WHAT THIS TASK INVOLVES ::
Copy the lines below verbatim. Begin with the first and end with the line containing "fn set_match(&mut self, channel: u8, value: u32)".
──────── PROVIDED DATA ────────
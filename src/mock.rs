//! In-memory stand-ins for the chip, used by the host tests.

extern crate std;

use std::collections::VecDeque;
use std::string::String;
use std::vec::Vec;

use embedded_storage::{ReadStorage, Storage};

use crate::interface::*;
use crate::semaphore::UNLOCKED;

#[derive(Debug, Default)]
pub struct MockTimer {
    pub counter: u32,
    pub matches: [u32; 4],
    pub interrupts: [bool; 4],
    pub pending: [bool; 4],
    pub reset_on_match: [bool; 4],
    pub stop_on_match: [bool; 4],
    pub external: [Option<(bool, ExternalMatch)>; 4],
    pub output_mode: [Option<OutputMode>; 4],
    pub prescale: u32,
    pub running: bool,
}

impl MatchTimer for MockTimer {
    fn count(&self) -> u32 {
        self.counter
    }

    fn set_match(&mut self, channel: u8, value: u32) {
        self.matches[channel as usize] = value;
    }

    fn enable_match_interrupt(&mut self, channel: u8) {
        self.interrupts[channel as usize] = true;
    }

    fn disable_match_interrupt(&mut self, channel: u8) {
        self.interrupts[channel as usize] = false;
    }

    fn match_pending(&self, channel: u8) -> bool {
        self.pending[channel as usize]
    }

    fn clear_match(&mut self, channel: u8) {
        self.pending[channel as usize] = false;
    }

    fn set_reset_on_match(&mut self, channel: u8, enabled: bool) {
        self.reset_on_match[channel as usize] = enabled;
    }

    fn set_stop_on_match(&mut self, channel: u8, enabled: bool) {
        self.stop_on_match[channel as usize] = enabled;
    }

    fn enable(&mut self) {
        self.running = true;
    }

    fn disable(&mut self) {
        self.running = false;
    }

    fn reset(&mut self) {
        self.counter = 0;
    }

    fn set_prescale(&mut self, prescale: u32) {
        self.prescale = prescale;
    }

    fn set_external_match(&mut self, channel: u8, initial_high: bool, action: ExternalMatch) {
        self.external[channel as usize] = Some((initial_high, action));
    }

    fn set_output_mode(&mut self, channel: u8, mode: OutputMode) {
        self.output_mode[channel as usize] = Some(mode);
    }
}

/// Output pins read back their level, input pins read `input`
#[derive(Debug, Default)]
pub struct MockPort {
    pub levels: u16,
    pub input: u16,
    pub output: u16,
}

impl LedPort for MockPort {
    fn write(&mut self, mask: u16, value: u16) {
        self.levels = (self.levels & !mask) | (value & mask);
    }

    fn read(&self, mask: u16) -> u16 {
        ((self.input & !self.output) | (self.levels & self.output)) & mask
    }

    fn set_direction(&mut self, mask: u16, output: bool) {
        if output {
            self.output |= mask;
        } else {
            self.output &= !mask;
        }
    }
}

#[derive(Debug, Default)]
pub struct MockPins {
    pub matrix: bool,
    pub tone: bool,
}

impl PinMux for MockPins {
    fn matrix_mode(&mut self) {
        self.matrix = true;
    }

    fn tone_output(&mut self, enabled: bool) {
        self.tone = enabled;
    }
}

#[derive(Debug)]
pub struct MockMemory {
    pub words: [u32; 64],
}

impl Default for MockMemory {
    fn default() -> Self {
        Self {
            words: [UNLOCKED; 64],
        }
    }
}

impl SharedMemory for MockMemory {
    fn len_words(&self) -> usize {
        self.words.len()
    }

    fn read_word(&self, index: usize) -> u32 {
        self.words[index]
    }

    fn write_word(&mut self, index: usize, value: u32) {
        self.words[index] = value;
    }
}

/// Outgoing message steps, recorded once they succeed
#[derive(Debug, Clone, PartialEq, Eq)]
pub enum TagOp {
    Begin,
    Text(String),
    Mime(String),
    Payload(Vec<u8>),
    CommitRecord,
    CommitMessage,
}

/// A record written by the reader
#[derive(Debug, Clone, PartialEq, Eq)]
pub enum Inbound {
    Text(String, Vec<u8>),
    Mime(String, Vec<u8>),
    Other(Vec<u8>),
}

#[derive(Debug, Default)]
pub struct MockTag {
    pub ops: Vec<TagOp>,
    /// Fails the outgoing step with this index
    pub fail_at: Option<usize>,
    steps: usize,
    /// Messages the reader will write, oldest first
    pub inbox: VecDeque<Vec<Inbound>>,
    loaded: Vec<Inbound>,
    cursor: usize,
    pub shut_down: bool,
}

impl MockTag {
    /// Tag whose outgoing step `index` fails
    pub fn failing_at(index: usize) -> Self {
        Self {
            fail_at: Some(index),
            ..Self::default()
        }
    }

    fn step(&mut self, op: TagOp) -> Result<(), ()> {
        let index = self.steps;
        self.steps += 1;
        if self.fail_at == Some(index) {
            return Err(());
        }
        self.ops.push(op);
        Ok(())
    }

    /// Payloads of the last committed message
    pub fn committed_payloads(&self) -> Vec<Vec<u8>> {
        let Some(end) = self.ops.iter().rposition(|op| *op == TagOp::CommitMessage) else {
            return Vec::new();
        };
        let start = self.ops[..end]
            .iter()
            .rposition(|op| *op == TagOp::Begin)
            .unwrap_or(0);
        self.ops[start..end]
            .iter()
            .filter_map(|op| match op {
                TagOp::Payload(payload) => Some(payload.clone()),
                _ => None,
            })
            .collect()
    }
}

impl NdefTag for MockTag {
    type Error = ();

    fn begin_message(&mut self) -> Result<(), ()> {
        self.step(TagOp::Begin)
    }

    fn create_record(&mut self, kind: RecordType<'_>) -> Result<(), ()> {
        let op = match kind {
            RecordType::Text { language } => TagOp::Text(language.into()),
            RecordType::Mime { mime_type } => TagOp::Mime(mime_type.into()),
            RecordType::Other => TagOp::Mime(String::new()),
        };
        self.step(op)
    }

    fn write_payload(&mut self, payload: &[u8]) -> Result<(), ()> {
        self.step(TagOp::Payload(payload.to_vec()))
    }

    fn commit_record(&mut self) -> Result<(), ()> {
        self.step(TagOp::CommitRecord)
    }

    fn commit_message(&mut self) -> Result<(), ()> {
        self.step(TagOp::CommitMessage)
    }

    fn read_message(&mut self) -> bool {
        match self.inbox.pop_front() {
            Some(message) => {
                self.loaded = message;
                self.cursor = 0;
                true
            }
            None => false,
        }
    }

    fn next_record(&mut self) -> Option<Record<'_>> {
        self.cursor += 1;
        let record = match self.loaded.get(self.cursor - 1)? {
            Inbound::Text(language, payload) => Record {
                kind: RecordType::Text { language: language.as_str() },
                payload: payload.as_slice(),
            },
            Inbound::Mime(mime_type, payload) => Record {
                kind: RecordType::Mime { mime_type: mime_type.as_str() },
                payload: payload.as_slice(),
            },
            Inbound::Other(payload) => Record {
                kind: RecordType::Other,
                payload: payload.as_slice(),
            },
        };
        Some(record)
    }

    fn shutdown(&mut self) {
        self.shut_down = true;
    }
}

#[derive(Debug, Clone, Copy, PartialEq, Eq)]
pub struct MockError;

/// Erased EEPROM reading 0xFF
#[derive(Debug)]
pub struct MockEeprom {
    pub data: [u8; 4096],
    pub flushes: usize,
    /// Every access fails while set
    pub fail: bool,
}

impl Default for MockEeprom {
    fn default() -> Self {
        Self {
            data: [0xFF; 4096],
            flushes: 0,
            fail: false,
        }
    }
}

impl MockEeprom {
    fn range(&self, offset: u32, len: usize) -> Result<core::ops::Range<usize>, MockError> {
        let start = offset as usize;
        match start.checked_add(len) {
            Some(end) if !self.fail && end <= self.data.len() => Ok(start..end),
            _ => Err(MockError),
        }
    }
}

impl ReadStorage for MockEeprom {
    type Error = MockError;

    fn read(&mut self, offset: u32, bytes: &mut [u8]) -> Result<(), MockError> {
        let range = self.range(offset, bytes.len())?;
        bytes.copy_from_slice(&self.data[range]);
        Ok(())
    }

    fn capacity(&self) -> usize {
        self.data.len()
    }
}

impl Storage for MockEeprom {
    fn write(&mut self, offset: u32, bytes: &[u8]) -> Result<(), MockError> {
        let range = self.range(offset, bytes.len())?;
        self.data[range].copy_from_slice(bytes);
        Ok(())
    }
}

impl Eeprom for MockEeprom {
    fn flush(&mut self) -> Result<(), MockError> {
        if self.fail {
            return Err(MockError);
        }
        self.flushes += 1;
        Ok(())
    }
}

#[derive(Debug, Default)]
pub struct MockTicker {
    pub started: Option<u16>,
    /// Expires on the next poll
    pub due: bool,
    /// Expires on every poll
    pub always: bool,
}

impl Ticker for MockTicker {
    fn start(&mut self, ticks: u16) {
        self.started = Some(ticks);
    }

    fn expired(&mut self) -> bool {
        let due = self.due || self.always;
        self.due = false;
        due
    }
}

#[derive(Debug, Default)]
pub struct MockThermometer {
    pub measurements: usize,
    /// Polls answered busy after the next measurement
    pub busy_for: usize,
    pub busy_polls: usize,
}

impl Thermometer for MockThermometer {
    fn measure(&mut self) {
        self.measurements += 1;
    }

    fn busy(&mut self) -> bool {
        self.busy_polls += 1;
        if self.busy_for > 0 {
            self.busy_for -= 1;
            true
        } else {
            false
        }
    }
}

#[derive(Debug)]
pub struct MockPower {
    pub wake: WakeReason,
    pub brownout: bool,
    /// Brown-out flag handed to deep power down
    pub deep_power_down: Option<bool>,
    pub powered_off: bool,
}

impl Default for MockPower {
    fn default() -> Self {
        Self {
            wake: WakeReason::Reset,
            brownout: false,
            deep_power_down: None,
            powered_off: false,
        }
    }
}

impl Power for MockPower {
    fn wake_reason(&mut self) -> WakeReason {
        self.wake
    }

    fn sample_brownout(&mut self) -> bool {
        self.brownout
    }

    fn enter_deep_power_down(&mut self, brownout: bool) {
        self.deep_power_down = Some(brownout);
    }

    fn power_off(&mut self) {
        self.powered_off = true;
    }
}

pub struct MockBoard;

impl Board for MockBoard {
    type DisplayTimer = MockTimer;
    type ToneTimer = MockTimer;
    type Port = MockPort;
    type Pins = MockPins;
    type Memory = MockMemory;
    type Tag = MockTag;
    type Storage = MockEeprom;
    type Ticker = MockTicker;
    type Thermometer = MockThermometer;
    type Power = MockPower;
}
────────
PROBLEM SOLUTION ::
filename src/mock.rs
//! In-memory stand-ins for the chip, used by the host tests.

extern crate std;

use std::collections::VecDeque;
use std::string::String;
use std::vec::Vec;

use embedded_storage::{ReadStorage, Storage};

use crate::interface::*;
use crate::semaphore::UNLOCKED;

#[derive(Debug, Default)]
pub struct MockTimer {
    pub counter: u32,
    pub matches: [u32; 4],
    pub interrupts: [bool; 4],
    pub pending: [bool; 4],
    pub reset_on_match: [bool; 4],
    pub stop_on_match: [bool; 4],
    pub external: [Option<(bool, ExternalMatch)>; 4],
    pub output_mode: [Option<OutputMode>; 4],
    pub prescale: u32,
    pub running: bool,
}

impl MatchTimer for MockTimer {
    fn count(&self) -> u32 {
        self.counter
    }

    fn set_match(&mut self, channel: u8, value: u32) {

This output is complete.